Birth Date: | 19 October 1954 |
Birth Place: | Brooklyn, New York, U.S. |
Area: | Cartoonist, Illustrator |
Cartoonist: | y |
Nationality: | American |
Awards: | See full list |
Steve Brodner (born October 19, 1954, in Brooklyn, New York) is a satirical illustrator and caricaturist working for publications in the US since the 1970s. He is accepted in the fields of journalism and the graphic arts as a master of the editorial idiom.[1] Currently a regular contributor to GQ, The Nation, Newsweek, The Washington Post, and The Los Angeles Times, Brodner's art journalism has appeared in major magazines and newspapers in the United States, such as Rolling Stone, The New York Times, The New Yorker, Esquire, Time, Playboy, Mother Jones, Harper's, and The Atlantic.[2] His work, first widely seen exposing and attacking Reagan Era scandals, is credited with helping spearhead the 1980s revival of pointed and entertaining graphic commentary in the US. He is currently working on a book about the presidents of the United States.
Brodner attended Cooper Union in New York City and graduated in 1976 with a Bachelor of Fine Arts Degree.
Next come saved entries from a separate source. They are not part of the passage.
//! Container image references.
//!
//! Handlers report the image of every task as an `ImageRef`:
//! - `Literal`: a concrete image string, with how it is pinned
//! - `Dynamic`: a parameter or expression resolved only at run time
//! - `Absent`: no image declared anywhere
//!
//! A per-task declaration beats the document default (`ImageRef::resolve`).

use serde::Serialize;

const DIGEST_MARKER: &str = "@sha256:";

/// How a literal image is pinned.
#[derive(Debug, Clone, Copy, PartialEq, Eq, Hash, Serialize)]
#[serde(rename_all = "SCREAMING_SNAKE_CASE")]
pub enum ImageSpecifier {
    Digest,
    Latest,
    Tag,
    NoTag,
    /// Dynamic image, not known until run time.
    Parameter,
}

impl ImageSpecifier {
    pub fn of_literal(image: &str) -> Self {
        if image.contains(DIGEST_MARKER) {
            return Self::Digest;
        }
        match tag_of(image) {
            Some("latest") => Self::Latest,
            Some(_) => Self::Tag,
            None => Self::NoTag,
        }
    }

    pub fn as_str(&self) -> &'static str {
        match self {
            Self::Digest => "DIGEST",
            Self::Latest => "LATEST",
            Self::Tag => "TAG",
            Self::NoTag => "NO_TAG",
            Self::Parameter => "PARAMETER",
        }
    }
}

/// Tag of an image string, ignoring a registry port.
fn tag_of(image: &str) -> Option<&str> {
    let last = image.rsplit('/').next().unwrap_or(image);
    last.split_once(':').map(|(_, tag)| tag)
}

#[derive(Debug, Clone, PartialEq, Eq, Serialize)]
#[serde(tag = "kind", rename_all = "snake_case")]
pub enum ImageRef {
    Literal { image: String, specifier: ImageSpecifier },
    Dynamic { expr: String },
    Absent,
}

impl ImageRef {
    /// Classify a declared image string.
    ///
    /// Blank declarations are absent. Strings starting with `$` (`$params.x`,
    /// `${...}`, `$(inputs.x)`) are dynamic.
    pub fn classify(raw: &str) -> Self {
        let s = raw.trim().trim_matches(|c| c == '"' || c == '\'');
        if s.is_empty() {
            return Self::Absent;
        }
        if s.starts_with('$') || s.contains("${") || s.contains("~{") {
            return Self::Dynamic { expr: s.to_string() };
        }
        Self::Literal {
            image: s.to_string(),
            specifier: ImageSpecifier::of_literal(s),
        }
    }

    pub fn dynamic(expr: impl Into<String>) -> Self {
        Self::Dynamic { expr: expr.into() }
    }

    /// Per-task declaration first, then the document default.
    pub fn resolve(per_task: Option<&str>, default: Option<&str>) -> Self {
        match per_task.map(Self::classify) {
            Some(r) if !r.is_absent() => r,
            _ => default.map(Self::classify).unwrap_or(Self::Absent),
        }
    }

    pub fn is_absent(&self) -> bool {
        matches!(self, Self::Absent)
    }

    /// Image text as shown in graph output.
    pub fn display(&self) -> Option<&str> {
        match self {
            Self::Literal { image, .. } => Some(image),
            Self::Dynamic { expr } => Some(expr),
            Self::Absent => None,
        }
    }

    pub fn specifier(&self) -> Option<ImageSpecifier> {
        match self {
            Self::Literal { specifier, .. } => Some(*specifier),
            Self::Dynamic { .. } => Some(ImageSpecifier::Parameter),
            Self::Absent => None,
        }
    }

    /// Web page of the image on its registry. Dynamic images have none.
    pub fn registry_url(&self) -> Option<String> {
        match self {
            Self::Literal { image, specifier } => registry_url(image, *specifier),
            _ => None,
        }
    }
}

/// Registry an image is hosted on.
#[derive(Debug, Clone, Copy, PartialEq, Eq, Serialize)]
#[serde(rename_all = "snake_case")]
pub enum Registry {
    QuayIo,
    DockerHub,
    GithubContainerRegistry,
    AmazonEcr,
    Gitlab,
    Other,
}

impl Registry {
    pub fn of(image: &str) -> Self {
        if image.starts_with("quay.io/") {
            Self::QuayIo
        } else if image.starts_with("ghcr.io/") {
            Self::GithubContainerRegistry
        } else if image.starts_with("registry.gitlab.com") {
            Self::Gitlab
        } else if image.starts_with("public.ecr.aws/") || image.contains(".dkr.ecr.") {
            Self::AmazonEcr
        } else if has_registry_host(image) {
            Self::Other
        } else {
            Self::DockerHub
        }
    }
}

/// True when the first path segment names a host (`gcr.io/x`, `localhost:5000/x`).
fn has_registry_host(image: &str) -> bool {
    match image.split_once('/') {
        Some((first, _)) => first.contains('.') || first.contains(':') || first == "localhost",
        None => false,
    }
}

/// Strip the tag or digest from an image string.
pub fn image_name(image: &str, specifier: ImageSpecifier) -> &str {
    if specifier == ImageSpecifier::Digest {
        return image.split_once('@').map_or(image, |(name, _)| name);
    }
    let split_at = image.rfind('/').map_or(0, |i| i + 1);
    match image[split_at..].find(':') {
        Some(i) => &image[..split_at + i],
        None => image,
    }
}

pub fn registry_url(image: &str, specifier: ImageSpecifier) -> Option<String> {
    let name = image_name(image, specifier);
    if name.is_empty() {
        return None;
    }

    let url = match Registry::of(name) {
        Registry::QuayIo => format!("https://quay.io/repository/{}", &name["quay.io/".len()..]),
        Registry::AmazonEcr => match name.strip_prefix("public.ecr.aws/") {
            Some(rest) => format!("https://gallery.ecr.aws/{rest}"),
            None => format!("https://{name}"),
        },
        Registry::DockerHub => {
            let parts: Vec<&str> = name.split('/').collect();
            match parts.len() {
                1 => format!("https://hub.docker.com/_/{name}"),
                2 => format!("https://hub.docker.com/r/{name}"),
                _ => format!("https://{name}"),
            }
        }
        Registry::GithubContainerRegistry | Registry::Gitlab | Registry::Other => {
            format!("https://{name}")
        }
    };
    Some(url)
}
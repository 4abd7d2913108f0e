//! Per-call resolution state.
//!
//! One `ResolutionContext` is created for each top-level resolution call and
//! threaded through every load. It owns:
//! - the chain of paths currently being expanded (cycle detection)
//! - the cumulative character and file counters
//! - the configured ceilings
//!
//! Depth is the length of the chain below the root: the primary descriptor is
//! at depth 0, its direct imports at depth 1.

use tracing::error;

use crate::config::LimitsConfig;
use crate::errors::{Bound, ManifoldError, ManifoldResult};
use crate::path::normalize;

#[derive(Debug, Clone)]
pub struct ResolutionContext {
    limits: LimitsConfig,
    chain: Vec<String>,
    chars: u64,
    files: u64,
}

impl ResolutionContext {
    pub fn new(limits: LimitsConfig) -> Self {
        Self {
            limits,
            chain: Vec::new(),
            chars: 0,
            files: 0,
        }
    }

    pub fn limits(&self) -> &LimitsConfig {
        &self.limits
    }

    /// Start expanding `path`.
    ///
    /// Fails when `path` is already on the chain or when the new depth is
    /// beyond the ceiling. On failure the chain is left untouched.
    pub fn enter(&mut self, path: &str) -> ManifoldResult<()> {
        let path = normalize(path);
        if self.chain.contains(&path) {
            let mut chain = self.chain.clone();
            chain.push(path);
            error!(chain = ?chain, "recursive import detected");
            return Err(ManifoldError::Cycle { chain });
        }

        let depth = self.chain.len();
        if depth > self.limits.max_depth {
            error!(depth, limit = self.limits.max_depth, path = %path, "depth ceiling hit");
            return Err(ManifoldError::LimitExceeded {
                bound: Bound::Depth,
                limit: self.limits.max_depth as u64,
            });
        }

        self.chain.push(path);
        Ok(())
    }

    /// Finish expanding the innermost path.
    pub fn leave(&mut self) {
        self.chain.pop();
    }

    /// Depth of the innermost path being expanded, the root being 0.
    pub fn depth(&self) -> usize {
        self.chain.len().saturating_sub(1)
    }

    pub fn is_active(&self, path: &str) -> bool {
        let path = normalize(path);
        self.chain.iter().any(|p| *p == path)
    }

    pub fn chain(&self) -> &[String] {
        &self.chain
    }

    /// Count one file load attempt.
    pub fn count_file(&mut self) -> ManifoldResult<()> {
        self.files += 1;
        if self.files > self.limits.max_files {
            error!(files = self.files, limit = self.limits.max_files, "file ceiling hit");
            return Err(ManifoldError::LimitExceeded {
                bound: Bound::Files,
                limit: self.limits.max_files,
            });
        }
        Ok(())
    }

    /// Count the characters of one fetched file.
    pub fn count_chars(&mut self, content: &str) -> ManifoldResult<()> {
        self.chars += content.chars().count() as u64;
        if self.chars > self.limits.max_chars {
            error!(chars = self.chars, limit = self.limits.max_chars, "character ceiling hit");
            return Err(ManifoldError::LimitExceeded {
                bound: Bound::Characters,
                limit: self.limits.max_chars,
            });
        }
        Ok(())
    }

    pub fn files_loaded(&self) -> u64 {
        self.files
    }

    pub fn chars_loaded(&self) -> u64 {
        self.chars
    }
}

#[cfg(test)]
mod tests {
    use super::*;
    use assert_matches::assert_matches;

    fn ctx(depth: usize, chars: u64, files: u64) -> ResolutionContext {
        ResolutionContext::new(LimitsConfig::new(depth, chars, files))
    }

    #[test]
    fn reentering_an_active_path_is_a_cycle() {
        let mut c = ctx(10, 1000, 10);
        c.enter("/a.cwl").unwrap();
        c.enter("/b.cwl").unwrap();
        let err = c.enter("a.cwl").unwrap_err();
        assert_matches!(err, ManifoldError::Cycle { ref chain } if chain == &["/a.cwl", "/b.cwl", "/a.cwl"]);
        assert_eq!(c.chain().len(), 2);
    }

    #[test]
    fn siblings_may_share_a_path() {
        let mut c = ctx(10, 1000, 10);
        c.enter("/main").unwrap();
        c.enter("/common").unwrap();
        c.leave();
        c.enter("/common").unwrap();
        assert_eq!(c.depth(), 1);
    }

    #[test]
    fn depth_ceiling_is_inclusive() {
        let mut c = ctx(2, 1000, 10);
        c.enter("/d0").unwrap();
        c.enter("/d1").unwrap();
        c.enter("/d2").unwrap();
        assert_eq!(c.depth(), 2);
        assert_matches!(
            c.enter("/d3"),
            Err(ManifoldError::LimitExceeded { bound: Bound::Depth, limit: 2 })
        );
    }

    #[test]
    fn counters_trip_just_over_the_ceiling() {
        let mut c = ctx(10, 5, 2);
        c.count_chars("héllo").unwrap();
        assert_matches!(
            c.count_chars("!"),
            Err(ManifoldError::LimitExceeded { bound: Bound::Characters, limit: 5 })
        );

        c.count_file().unwrap();
        c.count_file().unwrap();
        assert_matches!(
            c.count_file(),
            Err(ManifoldError::LimitExceeded { bound: Bound::Files, limit: 2 })
        );
    }
}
Brodner went on to work briefly for the Hudson Dispatch in Hudson County, New Jersey, after leaving college.
Between 1979 and 1982 he self-published the New York Illustrated News,[3] which featured his work as well as those of colleagues. In 1977, he began his freelance career with The New York Times Book Review, working with Steven Heller, art director. Soon he was working with Lewis Lapham and Sheila Wolfe at Harper's Magazine on a monthly page of commentary entitled Ars Politica.[4]
In the following year he became a regular contributor to magazines across the US, eventually becoming house artist as well as writer and artist of monthly back pages for Esquire under the editorships of Lee Eisenberg, David Hirshey and the designer, Rip Georges. During and after Esquire it was on to Spy Magazine and then to The New Yorker, under Tina Brown and then David Remnick, Chris Curry, Caroline Maihot, and Françoise Mouly, art directors. At Rolling Stone, under Jann Wenner and Amid Capesi, art director, Brodner was the film review artist, working with Peter Travers, and later a series for the National Affairs page with Matt Taibbi and others.
See main article: comics journalism. In visual essays, Brodner has covered eight national political conventions for Esquire, The Progressive, The Village Voice and others.
His article "Plowed Under," a series of portraits and interviews with beleaguered farm families in the Midwest, ran in The Progressive. Shots From Guns, an art documentary about the Colt Firearms strike in Hartford, Connecticut, appeared in Northeast magazine in 1989.
For The New Yorker he covered Oliver North and the 1994 Virginia Senate race, the Patrick Buchanan presidential campaign, the Million Man March (1995) and an advance story on the 1996 Democratic Convention in Chicago.[5] That same year, The Washington Post asked him to profile the Bob Dole presidential campaign. In spring of 1997 he wrote and drew a ten-page article on the South by Southwest Music Festival for Texas Monthly. That summer, Brodner climbed Mount Fuji with author Susan Orlean as an art-journalist for Outside Magazine[6] and later that year he did a piece on the New York City mayoral campaign for New York magazine. His eight-page profile of George W. Bush appeared in Esquire in October 1998, in which Bush said to him, “Maybe I’ll see you in national politics next year, maybe not. Either way, I have a cool life.”
In 2000, he dealt with the difficult issue of guns in Pennsylvania for Philadelphia Magazine. Texas Monthly published his ten-page story on Colonias (Mexican Americans along the Texas border), called "In America"; in May 2005 and in 2007 he traversed the Texas State Capitol at Austin in a freewheeling story for Texas Monthly.
As a young artist, Brodner entered and won first place in a major illustration competition sponsored by the Population Institute—an award presented by the legendary New York Times caricaturist Al Hirschfeld. Following the award publicity he subsequently appeared on the 1974-75 season of the popular game show To Tell The Truth where he failed to fool any of the panelists who all voted for him, except for Peggy Cass who disqualified herself from voting as she had seen his picture in the paper.
In the fall of 1996, Brodner was featured in PBS Frontline's The Choice, as artist and commentator on the Clinton/Dole race.[7] In December 2007, Brodner began a series of online videos, The Naked Campaign, at The New Yorker website, offering his take on the 2008 Presidential campaign.[8] Since 2010 he has been producing videos for PBS' Need to Know, with "An Editorial by Steve Brodner," a semi-regular commentary feature. In the spring of 2010, his series of short political videos, "Smashing Crayons", ran on Slate.
Brodner has had his work honored in juried annuals of American Illustration, Society of Illustrators, and Communication Arts continuously for over 20 years.